*** Source data ***

//! Cold observables whose values are pushed from timers, with subscriptions that
//! stop delivery and cancel the timers still pending when they close.
//!
//! An [`Observable`] runs its producer once per [`subscribe`] call. The producer
//! gets an [`Emitter`], the delivery channel of that subscription, and can push
//! values into it synchronously or from timers queued on a [`Scheduler`]. Closing
//! the returned [`Subscription`] is idempotent; after it, no value reaches the
//! listener, and teardowns registered on the emitter (such as timer handles)
//! run exactly once.
//!
//! The [`lifecycle`] module wires these together into the timed names run that
//! the `rxr-lifecycle` binary prints.
//!
//! [`subscribe`]: Subscribeable::subscribe
//! [`Emitter`]: subscribe::Emitter
//! [`Subscription`]: subscribe::Subscription

mod errors;

pub mod config;
pub mod lifecycle;
pub mod observable;
pub mod observer;
pub mod scheduler;
pub mod subscription;

pub use errors::*;
pub use observable::Observable;
pub use observer::Observer;
pub use scheduler::{Lane, Scheduler, TimerHandle};
pub use subscription::subscribe;
pub use subscription::subscribe::{Subscribeable, Unsubscribeable};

*** End of Source data ***

Every record should be printed again exactly as it reads.

Solution
//! Cold observables whose values are pushed from timers, with subscriptions that
//! stop delivery and cancel the timers still pending when they close.
//!
//! An [`Observable`] runs its producer once per [`subscribe`] call. The producer
//! gets an [`Emitter`], the delivery channel of that subscription, and can push
//! values into it synchronously or from timers queued on a [`Scheduler`]. Closing
//! the returned [`Subscription`] is idempotent; after it, no value reaches the
//! listener, and teardowns registered on the emitter (such as timer handles)
//! run exactly once.
//!
//! The [`lifecycle`] module wires these together into the timed names run that
//! the `rxr-lifecycle` binary prints.
//!
//! [`subscribe`]: Subscribeable::subscribe
//! [`Emitter`]: subscribe::Emitter
//! [`Subscription`]: subscribe::Subscription

mod errors;

pub mod config;
pub mod lifecycle;
pub mod observable;
pub mod observer;
pub mod scheduler;
pub mod subscription;

pub use errors::*;
pub use observable::Observable;
pub use observer::Observer;
pub use scheduler::{Lane, Scheduler, TimerHandle};
pub use subscription::subscribe;
pub use subscription::subscribe::{Subscribeable, Unsubscribeable};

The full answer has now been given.